_TASK PROMPT_: In the listing below, count each line containing "LineItem" and answer with the count only.

DATA TO PROCESS Start Marker

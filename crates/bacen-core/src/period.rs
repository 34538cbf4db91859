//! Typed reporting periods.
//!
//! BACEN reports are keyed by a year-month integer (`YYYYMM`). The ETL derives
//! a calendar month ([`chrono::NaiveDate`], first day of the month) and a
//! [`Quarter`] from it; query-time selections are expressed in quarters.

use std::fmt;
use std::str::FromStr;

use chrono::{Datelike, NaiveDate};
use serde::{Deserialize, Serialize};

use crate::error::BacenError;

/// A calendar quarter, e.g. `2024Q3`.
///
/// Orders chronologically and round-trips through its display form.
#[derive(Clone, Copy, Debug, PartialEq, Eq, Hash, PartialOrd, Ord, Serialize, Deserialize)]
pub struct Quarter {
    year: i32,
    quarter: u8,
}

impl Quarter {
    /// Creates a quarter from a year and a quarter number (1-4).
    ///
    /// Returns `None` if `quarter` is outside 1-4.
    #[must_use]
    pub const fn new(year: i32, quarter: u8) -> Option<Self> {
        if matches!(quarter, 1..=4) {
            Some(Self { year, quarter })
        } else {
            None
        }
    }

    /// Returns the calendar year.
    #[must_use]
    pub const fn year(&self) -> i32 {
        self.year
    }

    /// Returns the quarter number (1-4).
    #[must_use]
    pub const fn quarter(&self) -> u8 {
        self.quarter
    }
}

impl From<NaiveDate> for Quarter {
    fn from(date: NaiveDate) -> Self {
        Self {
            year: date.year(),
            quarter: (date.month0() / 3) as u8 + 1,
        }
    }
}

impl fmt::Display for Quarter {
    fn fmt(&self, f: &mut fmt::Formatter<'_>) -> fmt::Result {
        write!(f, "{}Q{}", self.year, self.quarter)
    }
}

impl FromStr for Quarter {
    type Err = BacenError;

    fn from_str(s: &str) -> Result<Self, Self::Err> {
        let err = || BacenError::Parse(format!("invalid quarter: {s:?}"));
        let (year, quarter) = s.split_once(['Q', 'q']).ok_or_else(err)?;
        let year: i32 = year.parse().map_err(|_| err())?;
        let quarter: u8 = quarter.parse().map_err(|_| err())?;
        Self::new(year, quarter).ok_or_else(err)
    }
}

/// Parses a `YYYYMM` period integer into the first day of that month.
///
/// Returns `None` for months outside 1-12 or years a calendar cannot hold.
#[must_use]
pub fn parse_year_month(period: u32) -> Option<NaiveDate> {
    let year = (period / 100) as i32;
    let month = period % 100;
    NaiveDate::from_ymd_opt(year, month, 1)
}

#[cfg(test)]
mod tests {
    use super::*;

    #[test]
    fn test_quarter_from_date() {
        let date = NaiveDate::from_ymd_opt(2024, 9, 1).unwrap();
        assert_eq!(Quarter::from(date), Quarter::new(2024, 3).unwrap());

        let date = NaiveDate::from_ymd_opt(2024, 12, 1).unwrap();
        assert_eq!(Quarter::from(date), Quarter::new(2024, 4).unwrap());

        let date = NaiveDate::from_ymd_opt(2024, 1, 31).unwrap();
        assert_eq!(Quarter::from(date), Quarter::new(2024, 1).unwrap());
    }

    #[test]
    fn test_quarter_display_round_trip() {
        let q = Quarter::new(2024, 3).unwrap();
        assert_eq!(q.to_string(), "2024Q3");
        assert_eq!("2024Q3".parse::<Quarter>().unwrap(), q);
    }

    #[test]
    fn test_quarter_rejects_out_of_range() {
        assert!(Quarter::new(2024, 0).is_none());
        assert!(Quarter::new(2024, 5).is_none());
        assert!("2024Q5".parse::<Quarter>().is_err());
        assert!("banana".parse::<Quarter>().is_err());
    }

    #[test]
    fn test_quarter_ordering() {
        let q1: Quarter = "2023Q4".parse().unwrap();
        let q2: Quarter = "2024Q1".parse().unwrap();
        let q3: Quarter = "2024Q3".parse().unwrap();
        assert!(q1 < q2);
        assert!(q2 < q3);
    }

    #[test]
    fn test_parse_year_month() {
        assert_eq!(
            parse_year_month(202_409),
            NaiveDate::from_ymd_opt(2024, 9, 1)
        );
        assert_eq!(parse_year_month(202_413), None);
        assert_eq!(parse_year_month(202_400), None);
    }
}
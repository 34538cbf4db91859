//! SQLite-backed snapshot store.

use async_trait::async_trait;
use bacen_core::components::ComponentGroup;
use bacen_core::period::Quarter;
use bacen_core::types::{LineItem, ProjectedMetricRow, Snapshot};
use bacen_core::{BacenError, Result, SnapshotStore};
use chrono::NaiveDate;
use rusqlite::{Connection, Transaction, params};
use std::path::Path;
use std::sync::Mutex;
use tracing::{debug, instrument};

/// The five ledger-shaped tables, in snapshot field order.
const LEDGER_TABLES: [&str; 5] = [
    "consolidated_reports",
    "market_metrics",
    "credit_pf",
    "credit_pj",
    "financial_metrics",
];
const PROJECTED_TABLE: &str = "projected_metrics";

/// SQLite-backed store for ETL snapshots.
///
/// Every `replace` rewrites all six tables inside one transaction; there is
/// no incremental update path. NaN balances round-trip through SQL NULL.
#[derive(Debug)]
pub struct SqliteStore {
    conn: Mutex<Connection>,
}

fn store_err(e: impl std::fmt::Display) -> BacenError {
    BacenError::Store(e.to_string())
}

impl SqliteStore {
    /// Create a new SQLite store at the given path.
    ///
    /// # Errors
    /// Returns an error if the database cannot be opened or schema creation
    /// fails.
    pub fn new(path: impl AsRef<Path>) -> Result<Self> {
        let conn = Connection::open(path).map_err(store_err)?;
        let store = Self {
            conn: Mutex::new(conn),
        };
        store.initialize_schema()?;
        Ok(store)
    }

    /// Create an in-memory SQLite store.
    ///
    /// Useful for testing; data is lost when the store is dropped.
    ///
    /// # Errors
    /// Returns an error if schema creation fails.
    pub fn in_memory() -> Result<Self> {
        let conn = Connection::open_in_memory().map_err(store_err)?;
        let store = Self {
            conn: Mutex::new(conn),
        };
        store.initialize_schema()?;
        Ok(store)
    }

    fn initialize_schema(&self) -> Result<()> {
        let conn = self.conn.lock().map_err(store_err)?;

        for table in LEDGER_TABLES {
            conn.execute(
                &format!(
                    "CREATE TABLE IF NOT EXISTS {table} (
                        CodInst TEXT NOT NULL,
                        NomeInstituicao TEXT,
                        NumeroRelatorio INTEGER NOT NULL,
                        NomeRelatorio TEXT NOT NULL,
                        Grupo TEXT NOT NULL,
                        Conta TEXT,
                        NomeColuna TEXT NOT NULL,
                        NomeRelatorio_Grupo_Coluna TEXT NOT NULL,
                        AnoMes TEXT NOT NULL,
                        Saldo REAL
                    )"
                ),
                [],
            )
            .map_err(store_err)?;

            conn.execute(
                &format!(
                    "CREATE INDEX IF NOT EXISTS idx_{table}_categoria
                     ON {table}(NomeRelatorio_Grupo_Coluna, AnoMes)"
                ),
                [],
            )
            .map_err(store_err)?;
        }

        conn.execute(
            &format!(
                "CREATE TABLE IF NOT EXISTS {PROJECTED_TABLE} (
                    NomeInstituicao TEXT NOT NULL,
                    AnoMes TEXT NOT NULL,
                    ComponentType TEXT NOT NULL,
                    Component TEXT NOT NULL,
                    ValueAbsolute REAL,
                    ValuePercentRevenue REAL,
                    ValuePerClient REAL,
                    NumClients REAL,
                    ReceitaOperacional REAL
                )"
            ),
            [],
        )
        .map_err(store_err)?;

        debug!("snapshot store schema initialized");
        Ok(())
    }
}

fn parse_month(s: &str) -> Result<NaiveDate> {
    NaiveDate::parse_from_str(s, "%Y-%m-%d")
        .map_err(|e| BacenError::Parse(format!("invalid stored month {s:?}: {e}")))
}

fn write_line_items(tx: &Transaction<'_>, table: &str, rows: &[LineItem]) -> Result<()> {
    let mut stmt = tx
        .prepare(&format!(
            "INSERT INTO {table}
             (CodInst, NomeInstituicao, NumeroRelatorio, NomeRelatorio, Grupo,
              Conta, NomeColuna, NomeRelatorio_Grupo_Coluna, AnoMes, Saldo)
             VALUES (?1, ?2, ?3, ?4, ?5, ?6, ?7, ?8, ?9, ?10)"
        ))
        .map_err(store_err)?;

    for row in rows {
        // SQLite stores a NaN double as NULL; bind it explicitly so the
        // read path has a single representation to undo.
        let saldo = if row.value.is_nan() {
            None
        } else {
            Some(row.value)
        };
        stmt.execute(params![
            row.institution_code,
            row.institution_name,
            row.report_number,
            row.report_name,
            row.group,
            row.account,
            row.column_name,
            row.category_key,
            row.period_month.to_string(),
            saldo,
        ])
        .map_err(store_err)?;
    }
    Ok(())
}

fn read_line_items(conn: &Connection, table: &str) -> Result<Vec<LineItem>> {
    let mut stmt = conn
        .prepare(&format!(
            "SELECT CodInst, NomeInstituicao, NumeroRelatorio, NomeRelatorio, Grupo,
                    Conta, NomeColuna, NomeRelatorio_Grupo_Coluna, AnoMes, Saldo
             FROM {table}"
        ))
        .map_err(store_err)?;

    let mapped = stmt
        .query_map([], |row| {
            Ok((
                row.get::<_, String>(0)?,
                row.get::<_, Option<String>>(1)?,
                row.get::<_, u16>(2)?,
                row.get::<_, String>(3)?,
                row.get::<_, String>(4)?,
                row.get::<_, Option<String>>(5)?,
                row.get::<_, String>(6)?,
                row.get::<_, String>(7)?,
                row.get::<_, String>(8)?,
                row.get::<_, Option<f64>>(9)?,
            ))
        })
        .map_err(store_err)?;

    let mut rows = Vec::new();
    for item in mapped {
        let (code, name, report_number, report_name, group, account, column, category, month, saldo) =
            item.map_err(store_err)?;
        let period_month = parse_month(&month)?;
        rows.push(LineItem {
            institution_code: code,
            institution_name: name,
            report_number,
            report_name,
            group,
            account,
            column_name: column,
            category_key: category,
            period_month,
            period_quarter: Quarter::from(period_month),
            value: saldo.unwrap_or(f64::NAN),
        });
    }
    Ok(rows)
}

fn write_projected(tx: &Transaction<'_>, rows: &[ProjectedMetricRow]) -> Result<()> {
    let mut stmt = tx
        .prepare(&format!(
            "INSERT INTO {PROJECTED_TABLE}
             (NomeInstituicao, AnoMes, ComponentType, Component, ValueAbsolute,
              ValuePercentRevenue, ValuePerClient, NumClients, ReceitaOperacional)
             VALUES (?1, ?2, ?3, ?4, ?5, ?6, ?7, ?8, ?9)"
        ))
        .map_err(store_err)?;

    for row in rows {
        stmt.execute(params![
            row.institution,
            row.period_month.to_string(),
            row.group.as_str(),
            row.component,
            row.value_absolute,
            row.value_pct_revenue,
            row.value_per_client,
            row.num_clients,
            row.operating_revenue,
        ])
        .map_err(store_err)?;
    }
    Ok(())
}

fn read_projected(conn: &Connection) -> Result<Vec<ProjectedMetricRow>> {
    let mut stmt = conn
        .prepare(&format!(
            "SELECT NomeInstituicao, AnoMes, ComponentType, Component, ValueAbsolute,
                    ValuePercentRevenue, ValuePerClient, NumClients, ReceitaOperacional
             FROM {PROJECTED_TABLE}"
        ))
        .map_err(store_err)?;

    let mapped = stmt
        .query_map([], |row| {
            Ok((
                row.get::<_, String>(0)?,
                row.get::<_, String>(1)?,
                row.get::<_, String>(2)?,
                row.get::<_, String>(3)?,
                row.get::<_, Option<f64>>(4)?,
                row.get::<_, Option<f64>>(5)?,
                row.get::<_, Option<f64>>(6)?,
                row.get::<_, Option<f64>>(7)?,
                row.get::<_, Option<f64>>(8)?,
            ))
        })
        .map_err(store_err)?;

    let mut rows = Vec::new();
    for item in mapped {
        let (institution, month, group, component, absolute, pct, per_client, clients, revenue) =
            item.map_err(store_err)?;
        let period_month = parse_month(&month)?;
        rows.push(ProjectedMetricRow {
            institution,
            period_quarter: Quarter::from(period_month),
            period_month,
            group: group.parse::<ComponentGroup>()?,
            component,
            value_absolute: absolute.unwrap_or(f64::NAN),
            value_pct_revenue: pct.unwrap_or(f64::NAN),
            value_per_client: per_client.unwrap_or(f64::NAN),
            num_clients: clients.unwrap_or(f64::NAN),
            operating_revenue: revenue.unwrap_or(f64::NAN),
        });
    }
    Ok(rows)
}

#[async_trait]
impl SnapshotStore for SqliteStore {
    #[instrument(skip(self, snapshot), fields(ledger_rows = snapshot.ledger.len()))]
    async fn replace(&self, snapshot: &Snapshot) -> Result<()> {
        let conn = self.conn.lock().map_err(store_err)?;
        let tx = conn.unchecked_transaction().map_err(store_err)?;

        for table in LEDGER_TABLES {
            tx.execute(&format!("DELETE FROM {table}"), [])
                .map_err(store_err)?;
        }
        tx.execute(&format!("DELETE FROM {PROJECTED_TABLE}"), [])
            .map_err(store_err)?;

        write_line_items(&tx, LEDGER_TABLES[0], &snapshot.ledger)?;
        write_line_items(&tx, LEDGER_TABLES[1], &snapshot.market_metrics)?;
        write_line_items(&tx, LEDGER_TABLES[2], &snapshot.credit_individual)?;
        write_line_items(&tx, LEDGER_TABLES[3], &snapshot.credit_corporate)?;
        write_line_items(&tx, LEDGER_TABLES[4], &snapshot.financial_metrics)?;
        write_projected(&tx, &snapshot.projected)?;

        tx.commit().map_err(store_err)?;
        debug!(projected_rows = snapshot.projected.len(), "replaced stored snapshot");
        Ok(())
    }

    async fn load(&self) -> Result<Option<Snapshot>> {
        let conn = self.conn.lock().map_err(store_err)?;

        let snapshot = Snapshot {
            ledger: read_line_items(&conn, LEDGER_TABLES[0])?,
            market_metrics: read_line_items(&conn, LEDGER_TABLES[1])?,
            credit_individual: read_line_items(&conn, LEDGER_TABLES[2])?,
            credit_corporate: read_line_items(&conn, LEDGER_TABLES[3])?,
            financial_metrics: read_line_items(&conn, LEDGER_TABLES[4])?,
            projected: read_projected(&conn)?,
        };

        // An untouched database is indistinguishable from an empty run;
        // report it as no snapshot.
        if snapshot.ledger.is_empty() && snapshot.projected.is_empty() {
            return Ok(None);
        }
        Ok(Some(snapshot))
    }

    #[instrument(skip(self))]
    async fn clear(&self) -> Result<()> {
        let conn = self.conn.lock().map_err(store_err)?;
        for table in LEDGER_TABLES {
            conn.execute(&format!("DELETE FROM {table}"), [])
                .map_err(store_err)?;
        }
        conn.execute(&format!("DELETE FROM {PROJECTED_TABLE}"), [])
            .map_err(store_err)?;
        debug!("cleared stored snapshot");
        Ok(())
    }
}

DATA TO PROCESS End Marker

_SOLUTION TO THE EXERCISE_: 4